> [What the task requires]: Scan the entries below for the word "data" and copy every line in which it occurs.

> [Extracted material]:
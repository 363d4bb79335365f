use std::fs;
use std::path::{Path, PathBuf};
use std::sync::{PoisonError, RwLock, RwLockReadGuard};
use tracing::{debug, info};

use crate::error::{Error, Result};

/// Anything that can answer "is this word spelled correctly".
pub trait Speller {
    fn spell(&self, word: &str) -> bool;
}

/// A loaded Hunspell-format dictionary.
///
/// Queries take a shared lock and [`Dictionary::add_word`] takes the
/// exclusive one, so a word added while scans are running becomes visible
/// only once every in-flight [`Lease`] has been released.
pub struct Dictionary {
    name: String,
    engine: RwLock<Option<spellbook::Dictionary>>,
}

impl Dictionary {
    /// Load from in-memory affix and dictionary data.
    pub fn from_buffers(name: &str, aff: &[u8], dic: &[u8]) -> Result<Self> {
        let load_error = |reason: String| Error::DictionaryLoad {
            source_name: name.to_string(),
            reason,
        };
        let aff = std::str::from_utf8(aff).map_err(|e| load_error(format!("affix data: {e}")))?;
        let dic =
            std::str::from_utf8(dic).map_err(|e| load_error(format!("dictionary data: {e}")))?;
        let engine = spellbook::Dictionary::new(aff, dic).map_err(|e| load_error(e.to_string()))?;

        info!(dictionary = name, "dictionary loaded");
        Ok(Self {
            name: name.to_string(),
            engine: RwLock::new(Some(engine)),
        })
    }

    /// Load from an `.aff`/`.dic` pair on disk.
    pub fn load_from_paths(aff_path: &Path, dic_path: &Path) -> Result<Self> {
        let read = |path: &Path| {
            fs::read(path).map_err(|e| Error::DictionaryLoad {
                source_name: path.display().to_string(),
                reason: e.to_string(),
            })
        };
        let aff = read(aff_path)?;
        let dic = read(dic_path)?;
        Self::from_buffers(&dic_path.display().to_string(), &aff, &dic)
    }

    /// Load `<language>.aff` and `<language>.dic` from `dir`.
    pub fn load(language: &str, dir: &Path) -> Result<Self> {
        let (aff, dic) = Self::paths(language, dir);
        Self::load_from_paths(&aff, &dic)
    }

    pub fn paths(language: &str, dir: &Path) -> (PathBuf, PathBuf) {
        (
            dir.join(format!("{}.aff", language)),
            dir.join(format!("{}.dic", language)),
        )
    }

    pub fn name(&self) -> &str {
        &self.name
    }

    /// Check a single word. The word must not be empty.
    ///
    /// # Panics
    ///
    /// Panics if the dictionary has been disposed.
    pub fn spell(&self, word: &str) -> bool {
        self.lease().spell(word)
    }

    /// Ranked suggestions for `word`, at most `limit` of them.
    ///
    /// # Panics
    ///
    /// Panics if the dictionary has been disposed.
    pub fn suggest(&self, word: &str, limit: usize) -> Vec<String> {
        let guard = self.read();
        let mut suggestions = Vec::new();
        live(&guard, &self.name).suggest(word, &mut suggestions);
        suggestions.truncate(limit);
        suggestions
    }

    /// Add a word for the lifetime of this dictionary.
    ///
    /// Waits for in-flight leases to be released.
    ///
    /// # Panics
    ///
    /// Panics if the dictionary has been disposed.
    pub fn add_word(&self, word: &str) -> Result<()> {
        let mut guard = self.engine.write().unwrap_or_else(PoisonError::into_inner);
        let Some(engine) = guard.as_mut() else {
            panic!("dictionary {} used after dispose", self.name);
        };
        engine.add(word).map_err(|e| Error::AddWord {
            word: word.to_string(),
            reason: e.to_string(),
        })?;
        debug!(word, "added word to dictionary");
        Ok(())
    }

    /// Add every word of a personal word list (one per line, `#` starts a comment).
    pub fn load_personal(&self, path: &Path) -> Result<usize> {
        if !path.exists() {
            return Ok(0);
        }
        let content = fs::read_to_string(path).map_err(|source| Error::Read {
            path: path.to_path_buf(),
            source,
        })?;

        let mut added = 0;
        for line in content.lines() {
            let word = line.trim();
            if !word.is_empty() && !word.starts_with('#') {
                self.add_word(word)?;
                added += 1;
            }
        }
        debug!(path = %path.display(), added, "personal dictionary applied");
        Ok(added)
    }

    /// Shared read access held for the duration of one scan.
    ///
    /// # Panics
    ///
    /// Panics if the dictionary has been disposed.
    pub fn lease(&self) -> Lease<'_> {
        let guard = self.read();
        live(&guard, &self.name);
        Lease { guard }
    }

    /// Release the engine. Idempotent; any later query panics.
    pub fn dispose(&self) {
        let mut guard = self.engine.write().unwrap_or_else(PoisonError::into_inner);
        if guard.take().is_some() {
            info!(dictionary = %self.name, "dictionary disposed");
        }
    }

    pub fn is_disposed(&self) -> bool {
        self.read().is_none()
    }

    fn read(&self) -> RwLockReadGuard<'_, Option<spellbook::Dictionary>> {
        self.engine.read().unwrap_or_else(PoisonError::into_inner)
    }
}

impl Drop for Dictionary {
    fn drop(&mut self) {
        self.dispose();
    }
}

fn live<'a>(engine: &'a Option<spellbook::Dictionary>, name: &str) -> &'a spellbook::Dictionary {
    match engine {
        Some(engine) => engine,
        None => panic!("dictionary {name} used after dispose"),
    }
}

/// A read lock on the dictionary; `add_word` blocks while any lease is alive.
pub struct Lease<'a> {
    guard: RwLockReadGuard<'a, Option<spellbook::Dictionary>>,
}

impl Speller for Lease<'_> {
    fn spell(&self, word: &str) -> bool {
        debug_assert!(!word.is_empty(), "empty words are never spell checked");
        live(&self.guard, "lease").check(word)
    }
}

> [Reply]:
    /// Load from in-memory affix and dictionary data.
        let aff = std::str::from_utf8(aff).map_err(|e| load_error(format!("affix data: {e}")))?;
            std::str::from_utf8(dic).map_err(|e| load_error(format!("dictionary data: {e}")))?;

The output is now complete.